## Assigned task
Would you reproduce, without any alteration, the lines from the opening line of the entries through the line that has "let replacement = new_book_id();" in it?

[Saved data entries]

impl<S: SnapshotSlot> BookStore<S> {
    /// Load the snapshot, or seed a fresh library when none exists.
    ///
    /// Never fails: an unreadable snapshot leaves an empty, usable store
    /// with a load error recorded.
    pub fn open(slot: S, config: LibraryConfig) -> Self {
        let mut store = BookStore {
            books: Vec::new(),
            slot,
            config,
            error: None,
        };

        match store.load_snapshot() {
            Ok(Some((books, reassigned))) => {
                log::info!("loaded {} books from {}", books.len(), store.config.storage_key);
                store.books = books;
                if reassigned > 0 {
                    store.persist();
                }
            }
            Ok(None) if store.config.seed_when_empty => {
                store.books = seed::sample_books(Utc::now());
                log::info!("no saved library found, seeded {} sample books", store.books.len());
                store.persist();
            }
            Ok(None) => {
                log::info!("no saved library found, starting empty");
            }
            Err(err) => {
                log::error!("Error loading books: {}", err);
                store.error = Some(StoreError::load(err));
            }
        }
        store
    }

    /// Loaded books plus how many duplicate ids had to be reassigned.
    fn load_snapshot(&self) -> Result<Option<(Vec<Book>, usize)>> {
        let Some(raw) = self.slot.read(&self.config.storage_key)? else {
            return Ok(None);
        };
        let drafts: Vec<BookDraft> = serde_json::from_str(&raw)?;
        let now = Utc::now();
        let mut books: Vec<Book> = drafts
            .into_iter()
            .map(|draft| Book::from_draft(draft, now))
            .collect();

        let mut seen = HashSet::new();
        let mut reassigned = 0;
        for book in books.iter_mut() {
            if !seen.insert(book.id.clone()) {
                let replacement = new_book_id();
                log::warn!("duplicate book id {} on load, reassigned {}", book.id, replacement);
                book.id = replacement.clone();
                seen.insert(replacement);
                reassigned += 1;
            }
        }
        Ok(Some((books, reassigned)))
    }

    fn persist(&mut self) -> bool {
        let result = serde_json::to_string(&self.books)
            .map_err(StoreError::from)
            .and_then(|snapshot| self.slot.write(&self.config.storage_key, &snapshot));
        match result {
            Ok(()) => true,
            Err(err) => {
                log::error!("Error saving books: {}", err);
                self.error = Some(StoreError::save(err));
                false
            }
        }
    }

    fn position(&self, id: &str) -> Option<usize> {
        self.books.iter().position(|book| book.id == id)
    }

    fn contains(&self, id: &str) -> bool {
        self.position(id).is_some()
    }

    /// Drop a caller-chosen id that is blank or already taken.
    fn claim_id(&self, draft: &mut BookDraft, reserved: &HashSet<String>) {
        let taken = match draft.id.as_deref().map(str::trim) {
            Some(id) if !id.is_empty() => self.contains(id) || reserved.contains(id),
            _ => true,
        };
        if taken {
            draft.id = Some(new_book_id());
        }
    }

    pub fn books(&self) -> &[Book] {
        &self.books
    }

    pub fn get(&self, id: &str) -> Option<&Book> {
        self.books.iter().find(|book| book.id == id)
    }

    pub fn len(&self) -> usize {
        self.books.len()
    }

    pub fn is_empty(&self) -> bool {
        self.books.is_empty()
    }

    pub fn config(&self) -> &LibraryConfig {
        &self.config
    }

    pub fn slot(&self) -> &S {
        &self.slot
    }

    pub fn slot_mut(&mut self) -> &mut S {
        &mut self.slot
    }

    /// Last load or save failure, kept until cleared.
    pub fn error(&self) -> Option<&StoreError> {
        self.error.as_ref()
    }

    pub fn take_error(&mut self) -> Option<StoreError> {
        self.error.take()
    }

    pub fn clear_error(&mut self) {
        self.error = None;
    }

    pub fn create(&mut self, mut draft: BookDraft) -> Book {
        self.claim_id(&mut draft, &HashSet::new());
        draft.created_at = None;
        draft.updated_at = None;
        let book = Book::from_draft(draft, Utc::now());
        self.books.push(book.clone());
        self.persist();
        log::info!("added book {} ({})", book.id, book.title);
        book
    }

    /// `None` when no record has this id; nothing is written then.
    pub fn update(&mut self, id: &str, patch: BookDraft) -> Option<Book> {
        let index = self.position(id)?;
        self.books[index].apply(patch, Utc::now());
        let book = self.books[index].clone();
        self.persist();
        Some(book)
    }

    /// Returns whether the collection was saved. Unknown ids are a no-op.
    pub fn delete(&mut self, id: &str) -> bool {
        self.delete_many(&[id])
    }

    pub fn delete_many<T: AsRef<str>>(&mut self, ids: &[T]) -> bool {
        let targets: HashSet<&str> = ids.iter().map(|id| id.as_ref()).collect();
        let before = self.books.len();
        self.books.retain(|book| !targets.contains(book.id.as_str()));
        let removed = before - self.books.len();
        if removed == 0 {
            return true;
        }
        log::info!("deleted {} books", removed);
        self.persist()
    }

    pub fn toggle_favorite(&mut self, id: &str) -> Option<Book> {
        let index = self.position(id)?;
        let book = &mut self.books[index];
        book.is_favorite = !book.is_favorite;
        book.touch(Utc::now());
        let book = book.clone();
        self.persist();
        Some(book)
    }

    pub fn search(&self, query: &str, filters: &SearchFilters) -> Vec<Book> {
        query::search(&self.books, query, filters)
    }

    pub fn sort(&self, records: Vec<Book>, key: SortKey, order: SortOrder) -> Vec<Book> {
        query::sort_books(records, key, order)
    }

    pub fn filter_options(&self) -> FilterOptions {
        query::filter_options(&self.books)
    }

    pub fn stats(&self) -> LibraryStats {
        stats::compute(&self.books, Utc::now())
    }

    pub fn export(&self) -> Result<String> {
        transfer::export_json(&self.books)
    }

    /// Write the export next to other downloads, named by today's date.
    pub fn export_to_dir(&self, dir: &Path) -> Result<PathBuf> {
        let file_name =
            transfer::export_file_name(&self.config.export_prefix, Utc::now().date_naive());
        let path = dir.join(file_name);
        std::fs::write(&path, self.export()?)?;
        log::info!("exported {} books to {}", self.books.len(), path.display());
        Ok(path)
    }

    /// Append every usable entry of a JSON array. Returns how many were added.
    pub fn import(&mut self, blob: &str) -> Result<usize> {
        let parsed = transfer::parse_import(blob)?;
        let now = Utc::now();
        let mut reserved = HashSet::new();
        let mut added = Vec::with_capacity(parsed.drafts.len());
        for mut draft in parsed.drafts {
            self.claim_id(&mut draft, &reserved);
            let book = Book::from_draft(draft, now);
            reserved.insert(book.id.clone());
            added.push(book);
        }

        let count = added.len();
        self.books.extend(added);
        self.persist();
        log::info!("imported {} books, dropped {}", count, parsed.dropped);
        Ok(count)
    }

    pub fn import_from_path(&mut self, path: &Path) -> Result<usize> {
        let blob = std::fs::read_to_string(path)?;
        self.import(&blob)
    }
}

## Written answer
impl<S: SnapshotSlot> BookStore<S> {
    /// Load the snapshot, or seed a fresh library when none exists.
    ///
    /// Never fails: an unreadable snapshot leaves an empty, usable store
    /// with a load error recorded.
    pub fn open(slot: S, config: LibraryConfig) -> Self {
        let mut store = BookStore {
            books: Vec::new(),
            slot,
            config,
            error: None,
        };

        match store.load_snapshot() {
            Ok(Some((books, reassigned))) => {
                log::info!("loaded {} books from {}", books.len(), store.config.storage_key);
                store.books = books;
                if reassigned > 0 {
                    store.persist();
                }
            }
            Ok(None) if store.config.seed_when_empty => {
                store.books = seed::sample_books(Utc::now());
                log::info!("no saved library found, seeded {} sample books", store.books.len());
                store.persist();
            }
            Ok(None) => {
                log::info!("no saved library found, starting empty");
            }
            Err(err) => {
                log::error!("Error loading books: {}", err);
                store.error = Some(StoreError::load(err));
            }
        }
        store
    }

    /// Loaded books plus how many duplicate ids had to be reassigned.
    fn load_snapshot(&self) -> Result<Option<(Vec<Book>, usize)>> {
        let Some(raw) = self.slot.read(&self.config.storage_key)? else {
            return Ok(None);
        };
        let drafts: Vec<BookDraft> = serde_json::from_str(&raw)?;
        let now = Utc::now();
        let mut books: Vec<Book> = drafts
            .into_iter()
            .map(|draft| Book::from_draft(draft, now))
            .collect();

        let mut seen = HashSet::new();
        let mut reassigned = 0;
        for book in books.iter_mut() {
            if !seen.insert(book.id.clone()) {
                let replacement = new_book_id();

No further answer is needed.